People in large parts of the world are inundated daily with paranormal, antiscientific, and nonsensical ideas by the mass media and various charlatans. The general public does not know enough about the processes of science to sort the good from the bad (Ehrlich and Ehrlich 1996; Lederman 1996; National Science Board 1996, 2002; Lipps 1998, 1999). The good reporting and presentation of paleontology and other sciences by these same media are miniscule compared to the junk science they purvey: only about 2% of the programming on USA television can be considered good science (National Science Board 2002), and this includes science in dramas and comedies. This has great impact on all of us everywhere, not just as paleontologists but, far more importantly, as citizens of the world.
Politicians, government agents and citizens decide scientific issues every day without adequate understanding of how science works, how conclusions are derived, how substantial those conclusions might be, and what the consequences of their decisions would really be. Some of these decisions affect us for years (various environmental, global-change, and water issues, and other resource-use policies are a few of many examples), so they should be based soundly in science. Pundits may likewise urge us to behave or vote in certain ways, counter to good scientific evidence or hypotheses, but we should be careful of personalities with big words. Scientific illiteracy cannot be good for you, your country or our world at large.
People need a certain level of scientific literacy just to deal with everyday situations. Some have debated whether scientific literacy for the general public is unnecessary (Greenfield 2003a, 2003b; Nesbit 2003; Turney 2003), and it might be so when scientific literacy is defined as knowledge of certain facts or general issues. Science and scientific literacy can be defined as the possession of knowledge in the first case, and thinking critically, evidentially and logically in the second (Maienschein 1999). Thus the problem of scientific illiteracy cannot be ignored when people themselves use non-scientific methods and processes to make personal decisions or to vote.

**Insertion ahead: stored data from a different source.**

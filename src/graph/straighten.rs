//! Straightening of laid out rows.
//!
//! Lanes are assigned greedily per row, so a line jumps left whenever a lane to its left ends,
//! even if it jumps right again a few rows later. The passes in this module look a bounded
//! number of rows ahead and shift lanes of already built rows to the right to turn such
//! zig-zags into straight verticals or continuous diagonals.
//!
//! A move always shifts every lane at or right of a column, so it never changes the relative
//! order of segments in a row and never makes two exclusive segments collide. Only segments
//! with [`LaneSharing::ExclusiveOrPrimary`] lanes are examined, lanes shared with another
//! segment are left alone.
//!
//! After a successful move the pass goes back up to one look-ahead window, since straightening
//! a row can enable straightening of rows before it. The go-back never reaches before the
//! window of any row already examined, which guarantees progress; a move budget per call stops
//! the pass on pathological input.

use std::sync::Arc;

use crate::graph::{
    row::{LaneSharing, Row},
    segment::SegmentIdx,
};

/// Lane index of a segment which is not part of a row.
const NO_LANE: isize = -1;

/// Moves allowed per examined row and lane before a pass gives up.
const MOVES_PER_LANE: usize = 4;

#[derive(Debug, Clone, Copy, PartialEq, Eq)]
struct LaneMove {
    row: usize,
    lane: usize,
    by: usize,
}

#[allow(clippy::cast_possible_wrap)]
fn lane_of(row: &Row, segment: SegmentIdx) -> (isize, LaneSharing) {
    row.lane_for(segment).map_or((NO_LANE, LaneSharing::ExclusiveOrPrimary), |lane| {
        (lane.index as isize, lane.sharing)
    })
}

fn lane_index(row: &Row, segment: SegmentIdx) -> isize {
    lane_of(row, segment).0
}

fn apply(rows: &mut [Arc<Row>], moves: &[LaneMove]) {
    for lane_move in moves {
        Arc::make_mut(&mut rows[lane_move.row]).move_lanes_right(lane_move.lane, lane_move.by);
    }
}

fn move_budget(start: usize, last: usize, max_lanes: usize) -> usize {
    (last + 1 - start)
        .saturating_mul(max_lanes)
        .saturating_mul(MOVES_PER_LANE)
}

/// Removes one-lane zig-zags from rows `start..=last`.
///
/// A line shifting one lane left and, within `look_ahead` rows, back right again is kept in
/// the right lane in between:
///
/// ```text
/// | | |        | | |
/// |/ /         |/  |
/// * |    =>    *   |
/// | |          |   |
/// |\ \         |\  |
/// | | |        | | |
/// ```
///
/// Rows after `last` up to `last_look_ahead` are looked at but not examined themselves. Row 0
/// is never examined, `start` must be at least 1 and `last_look_ahead` a valid index.
pub fn straighten_lanes(
    rows: &mut [Arc<Row>],
    start: usize,
    last: usize,
    last_look_ahead: usize,
    look_ahead: usize,
    max_lanes: usize,
) {
    if start == 0 || start > last || last > last_look_ahead || last_look_ahead >= rows.len() {
        return;
    }

    let budget = move_budget(start, last, max_lanes);
    let mut moves = 0;
    let mut go_back_limit = 1;
    let mut current = start;
    while current <= last {
        go_back_limit = go_back_limit.max(current.saturating_sub(look_ahead));

        match find_lane_move(rows, current, last_look_ahead, look_ahead, max_lanes) {
            Some((lane, until)) => {
                for row in &mut rows[current..until] {
                    Arc::make_mut(row).move_lanes_right(lane, 1);
                }

                moves += 1;
                if moves >= budget {
                    log::debug!("lane straightening stopped at row {current} after {moves} moves");
                    return;
                }
                current = current.saturating_sub(look_ahead).max(go_back_limit);
            }
            None => current += 1,
        }
    }
}

/// Finds the first zig-zag starting at row `current`.
///
/// Returns the lane to move right and the end (exclusive) of the rows to move.
fn find_lane_move(
    rows: &[Arc<Row>],
    current: usize,
    last_look_ahead: usize,
    look_ahead: usize,
    max_lanes: usize,
) -> Option<(usize, usize)> {
    let current_row = &rows[current];
    let previous_row = &rows[current - 1];
    let end = (current + look_ahead).min(last_look_ahead);

    for (entry, lane) in current_row.segment_lanes().take(max_lanes) {
        if lane.sharing != LaneSharing::ExclusiveOrPrimary {
            continue;
        }

        #[allow(clippy::cast_possible_wrap)]
        let current_lane = lane.index as isize;
        let previous_lane = lane_index(previous_row, entry.segment);
        if previous_lane <= current_lane {
            continue;
        }

        let straightened = current_lane + 1;
        let mut look_ahead_lane = current_lane;
        let mut segment = current_row.first_parent_or_self(entry.segment);
        let mut index = current + 1;
        while look_ahead_lane == current_lane && index <= end {
            let row = &rows[index];
            look_ahead_lane = lane_index(row, segment);
            if look_ahead_lane == straightened
                || (look_ahead_lane > straightened && previous_lane == straightened)
            {
                return Some((lane.index, index));
            }

            segment = row.first_parent_or_self(segment);
            index += 1;
        }
    }

    None
}

/// Turns lane shifts in rows `start..=last` into continuous diagonals.
///
/// Three patterns are detected, each within `look_ahead` rows:
///
/// - a line shifting left by one lane twice in a row is unfolded into one diagonal
/// - a line crossing several lanes in one row is turned into a diagonal over several rows
/// - two multi-lane crossings right before and after a row are joined into one bow
///
/// `start` must be at least 1 and `last_look_ahead` a valid index.
pub fn straighten_diagonals(
    rows: &mut [Arc<Row>],
    start: usize,
    last: usize,
    last_look_ahead: usize,
    look_ahead: usize,
    max_lanes: usize,
) {
    if start == 0 || start > last || last > last_look_ahead || last_look_ahead >= rows.len() {
        return;
    }

    let budget = move_budget(start, last, max_lanes);
    let mut moves = 0;
    let mut go_back_limit = 1;
    let mut current = start;
    while current <= last {
        go_back_limit = go_back_limit.max(current.saturating_sub(look_ahead));
        let current_last_look_ahead = (current + look_ahead).min(last_look_ahead);

        match find_diagonal_moves(rows, current, current_last_look_ahead, max_lanes) {
            Some(found) => {
                apply(rows, &found);

                moves += 1;
                if moves >= budget {
                    log::debug!(
                        "diagonal straightening stopped at row {current} after {moves} moves"
                    );
                    return;
                }
                current = current.saturating_sub(look_ahead).max(go_back_limit);
            }
            None => current += 1,
        }
    }
}

fn find_diagonal_moves(
    rows: &[Arc<Row>],
    current: usize,
    last_look_ahead: usize,
    max_lanes: usize,
) -> Option<Vec<LaneMove>> {
    let current_row = &rows[current];
    let previous_row = &rows[current - 1];

    for (entry, lane) in current_row.segment_lanes().take(max_lanes) {
        if lane.sharing != LaneSharing::ExclusiveOrPrimary {
            continue;
        }

        #[allow(clippy::cast_possible_wrap)]
        let current_lane = lane.index as isize;
        let diagonal = Diagonal {
            rows,
            current,
            last_look_ahead,
            segment: entry.segment,
            current_lane,
            previous_lane: lane_index(previous_row, entry.segment),
        };

        if let Some(found) = diagonal.unfold_one_lane_shift() {
            return Some(found);
        }

        if let Some(found) = diagonal
            .turn_crossing_into_diagonal(1)
            .or_else(|| diagonal.turn_crossing_into_diagonal(-1))
        {
            return Some(found);
        }

        if let Some(found) = diagonal.join_crossings() {
            return Some(found);
        }
    }

    None
}

/// One segment of the current row under examination.
struct Diagonal<'a> {
    rows: &'a [Arc<Row>],
    current: usize,
    last_look_ahead: usize,
    segment: SegmentIdx,
    current_lane: isize,
    previous_lane: isize,
}

impl Diagonal<'_> {
    fn move_current(&self, by: isize) -> Vec<LaneMove> {
        vec![LaneMove {
            row: self.current,
            lane: self.current_lane.unsigned_abs(),
            by: by.unsigned_abs(),
        }]
    }

    fn is_previous_lane_diagonal(&self, delta: isize) -> bool {
        if self.current < 2 {
            return false;
        }

        let lane = lane_index(&self.rows[self.current - 2], self.segment);
        lane >= 0 && lane == self.previous_lane + delta
    }

    /// ```text
    /// * | |        * | |
    /// |/ /         |/  |
    /// * |    =>    *   |
    /// | |          |  /
    /// * |          * /
    /// |/           |/
    /// *            *
    /// ```
    fn unfold_one_lane_shift(&self) -> Option<Vec<LaneMove>> {
        if self.current_lane != self.previous_lane - 1 || self.current + 2 > self.last_look_ahead
        {
            return None;
        }

        let current_row = &self.rows[self.current];
        let next_row = &self.rows[self.current + 1];
        let segment = current_row.first_parent_or_self(self.segment);
        let next_lane = lane_index(next_row, segment);
        if next_lane != self.current_lane {
            return None;
        }

        let segment = next_row.first_parent_or_self(segment);
        let end_lane = lane_index(&self.rows[self.current + 2], segment);
        if end_lane >= 0 && end_lane == next_lane - 1 && !self.is_previous_lane_diagonal(1) {
            return Some(self.move_current(1));
        }

        None
    }

    /// Follows the line while it stays left of a diagonal with slope `delta`.
    ///
    /// ```text
    /// * |              * |
    /// | |              |  \
    /// * |        =>    *   \
    /// |\-.-.           |\-. \
    /// * | | |          * | | |
    /// ```
    fn turn_crossing_into_diagonal(&self, delta: isize) -> Option<Vec<LaneMove>> {
        let mut moves: Vec<LaneMove> = Vec::new();
        let mut segment = self.segment;
        let mut diagonal_lane = if self.previous_lane >= 0 {
            self.previous_lane
        } else {
            self.current_lane
        };

        for index in self.current..=self.last_look_ahead {
            diagonal_lane += delta;
            let end_row = &self.rows[index];
            let (end_lane, sharing) = lane_of(end_row, segment);
            let move_by = diagonal_lane - end_lane;
            let last_chance = sharing == LaneSharing::DifferentStart;
            if move_by < 0
                || end_lane < 0
                || !(sharing == LaneSharing::ExclusiveOrPrimary || last_chance)
            {
                return None;
            }

            // Unfold a one-lane shift at the end of the diagonal, too
            if move_by >= 2
                && moves.len() == 2
                && index == self.current + 3
                && moves[1].by == 1
            {
                moves.truncate(1);
                return Some(moves);
            }

            if move_by == 0 && !moves.is_empty() {
                return Some(moves);
            }

            if last_chance {
                return None;
            }

            if move_by > 0 {
                moves.push(LaneMove {
                    row: index,
                    lane: end_lane.unsigned_abs(),
                    by: move_by.unsigned_abs(),
                });
            }

            segment = end_row.first_parent_or_self(segment);
        }

        None
    }

    /// ```text
    /// | | * |        | | * |
    /// | |/ /         | |/  |
    /// | * |    =>    | *   |
    /// |,-´           |,---´
    /// |              |
    /// ```
    fn join_crossings(&self) -> Option<Vec<LaneMove>> {
        let delta_previous = self.previous_lane - self.current_lane;
        if self.previous_lane < 0 || delta_previous == 0 {
            return None;
        }

        let next_row = self.rows.get(self.current + 1)?;
        let segment = self.rows[self.current].first_parent_or_self(self.segment);
        let next_lane = lane_index(next_row, segment);
        let delta_next = self.current_lane - next_lane;
        if next_lane < 0
            || delta_next.signum() != delta_previous.signum()
            || (delta_next + delta_previous).abs() < 3
            || self.is_previous_lane_diagonal(delta_previous.signum())
        {
            return None;
        }

        // Keep diagonals which continue after the next row
        if self.current + 2 <= self.last_look_ahead {
            let segment = next_row.first_parent_or_self(segment);
            let next_next_lane = lane_index(&self.rows[self.current + 2], segment);
            if next_next_lane >= 0 && next_next_lane == next_lane - delta_next.signum() {
                return None;
            }
        }

        let move_by = if delta_next < 0 {
            -delta_next
        } else {
            delta_previous
        };
        Some(self.move_current(move_by))
    }
}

Pseudoscience and antiscience cost people around the world billions of dollars every year through their local, state and federal governments and their own direct payments for various kinds of scientifically unsupportable and irrational schemes, as well as money lost to out-and-out deceit that could be discerned through familiarity with the scientific processes of thinking. For example, Americans have, for years, paid billions of dollars for "alternative" medical remedies that lack any scientific support whatsoever and that often do them harm (Park 2000; Shermer 2003). In 1990, they spent 13.7 billion USD for unconventional or "alternative" medical therapies lacking scientific support and a comparable 12.8 billion USD for regular hospitalizations (Eisenberg et al. 1993). By 1997, the costs rose to an estimated total of 27 billion USD for alternative medicine and about the same for out-of-pocket physician services (Eisenberg et al. 1998). Who knows what additional money is paid to tend to or correct medical conditions that were exacerbated or merely delayed by use of these other untested remedies? These amounts may only be the tip of the iceberg, because of the innumerable psychic, cult, conspiracy, astrologic, and many, many more schemes promoted in earnest by true believers or, less honestly, by charlatans who seek your money.

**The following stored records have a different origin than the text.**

//! Commit identifiers.
//!
//! An [`ObjectId`] is the opaque, fixed-size hash identifying a commit. The layout engine
//! never interprets it beyond equality, hashing and deriving a color seed.

use std::{fmt, str::FromStr};

use crate::{Error, Result};

/// Length of an [`ObjectId`] in bytes
pub const OBJECT_ID_LEN: usize = 20;

/// The 20 byte hash identifying a commit.
#[derive(Clone, Copy, PartialEq, Eq, Hash, PartialOrd, Ord)]
pub struct ObjectId([u8; OBJECT_ID_LEN]);

impl ObjectId {
    /// Id of the artificial "working tree" row (`1111...`).
    pub const WORK_TREE: ObjectId = ObjectId([0x11; OBJECT_ID_LEN]);

    /// Id of the artificial "index" row (`2222...`).
    pub const INDEX: ObjectId = ObjectId([0x22; OBJECT_ID_LEN]);

    /// Creates an id from its raw bytes.
    #[must_use]
    pub const fn new(bytes: [u8; OBJECT_ID_LEN]) -> Self {
        ObjectId(bytes)
    }

    /// The raw bytes of this id.
    #[must_use]
    pub fn as_bytes(&self) -> &[u8; OBJECT_ID_LEN] {
        &self.0
    }

    /// Whether this is one of the ids reserved for artificial rows.
    #[must_use]
    pub fn is_artificial(&self) -> bool {
        *self == Self::WORK_TREE || *self == Self::INDEX
    }

    /// A stable 32 bit value derived from the id, used to seed lane colors.
    #[must_use]
    pub fn seed(&self) -> u32 {
        u32::from_le_bytes([self.0[0], self.0[1], self.0[2], self.0[3]])
    }

    /// The first 8 hex digits of the id.
    #[must_use]
    pub fn to_short_string(&self) -> String {
        let mut text = self.to_string();
        text.truncate(8);
        text
    }
}

impl From<[u8; OBJECT_ID_LEN]> for ObjectId {
    fn from(bytes: [u8; OBJECT_ID_LEN]) -> Self {
        ObjectId(bytes)
    }
}

impl FromStr for ObjectId {
    type Err = Error;

    fn from_str(s: &str) -> Result<Self> {
        if s.len() != OBJECT_ID_LEN * 2 || !s.bytes().all(|b| b.is_ascii_hexdigit()) {
            return Err(Error::InvalidObjectId(s.to_string()));
        }

        let mut bytes = [0_u8; OBJECT_ID_LEN];
        for (i, byte) in bytes.iter_mut().enumerate() {
            *byte = u8::from_str_radix(&s[i * 2..i * 2 + 2], 16)
                .map_err(|_| Error::InvalidObjectId(s.to_string()))?;
        }

        Ok(ObjectId(bytes))
    }
}

impl fmt::Display for ObjectId {
    fn fmt(&self, f: &mut fmt::Formatter<'_>) -> fmt::Result {
        for byte in &self.0 {
            write!(f, "{byte:02x}")?;
        }
        Ok(())
    }
}

impl fmt::Debug for ObjectId {
    fn fmt(&self, f: &mut fmt::Formatter<'_>) -> fmt::Result {
        write!(f, "ObjectId({})", self.to_short_string())
    }
}

#[cfg(test)]
mod tests {
    use super::*;

    #[test]
    fn test_parse_and_display() {
        let text = "0123456789abcdef0123456789abcdef01234567";
        let id: ObjectId = text.parse().unwrap();
        assert_eq!(id.to_string(), text);
        assert_eq!(id.to_short_string(), "01234567");
        assert_eq!(id.as_bytes()[1], 0x23);
    }

    #[test]
    fn test_parse_uppercase() {
        let id: ObjectId = "ABCDEF0123456789ABCDEF0123456789ABCDEF01".parse().unwrap();
        assert_eq!(id.to_string(), "abcdef0123456789abcdef0123456789abcdef01");
    }

    #[test]
    fn test_parse_rejects_bad_input() {
        assert!(matches!(
            "1234".parse::<ObjectId>(),
            Err(Error::InvalidObjectId(_))
        ));
        assert!(matches!(
            "zz23456789abcdef0123456789abcdef01234567".parse::<ObjectId>(),
            Err(Error::InvalidObjectId(_))
        ));
        // Signs are not hex digits, even where the integer parser would take them
        assert!(matches!(
            "+1".repeat(OBJECT_ID_LEN).parse::<ObjectId>(),
            Err(Error::InvalidObjectId(_))
        ));
    }

    #[test]
    fn test_artificial_ids() {
        assert!(ObjectId::WORK_TREE.is_artificial());
        assert!(ObjectId::INDEX.is_artificial());
        assert!(!ObjectId::new([0x33; OBJECT_ID_LEN]).is_artificial());
        assert_eq!(
            ObjectId::WORK_TREE.to_string(),
            "1111111111111111111111111111111111111111"
        );
    }
}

Unfortunately, not many people know much about science. In 2000 the United States had about 222 million adults (age 15 and over; U.S. Census Bureau 2002). If 95% of them are scientifically illiterate, as estimated1 (National Science Board 1996), then about 211 million would not understand how science works, what the process is of evidential reasoning, or whose opinions to trust, and only about 11 million people would. Assuming that similar percentages apply to the world's population (U.S. Census Bureau 2003), only about 213 million of more than 4,260 million adults might understand how science works. Because these figures are based on estimates of populations and of science illiteracy, they should be considered only an indication of the magnitude of the state of science comprehension for the world. No matter how such estimates are made, the number of scientifically illiterate people worldwide is very large. For self-protection, if no other reason, people need to know the central tenets of science--evidential reasoning, hypothesis development and testing--and who real scientists are and how they work.
What the mass media present in an ostensibly scientific manner is seldom real science (National Science Board 2002). Most of it is pseudoscience, antiscience, superstition, dogma, and sales pitches. Scientific illiteracy is enhanced by such presentations because they confuse fact with fiction, scientific theory with belief, and scientists with non-scientists and charlatans. Why people are fascinated with and will pay good money for pseudoscientific or antiscientific claims is a deep problem, but it involves poor education, personal and mass delusion, various psychoses, indoctrination, hopelessness, fear of other people, apprehension about the world around them, dread of the unfamiliar, and a multitude of other factors (Miller 1987; Eve and Harrold 1990; Shermer 1997). All of these claims add up to an easy target for media moguls--why do anything else when all sorts of pseudoscience, antiscience and weird beliefs are everywhere, from books to universities and colleges? Real science is miniscule in comparison (Shermer 1997), even though most of our society and economy is based on it and technology (Sagan 1996).
1The National Science Foundation’s 2001 survey of adult Americans showed that 70% were ignorant of how science works. This, it noted, may be a low estimate since it’s survey was biased by inclusion of more well-educated people than reside in the general population (National Science Board 2002).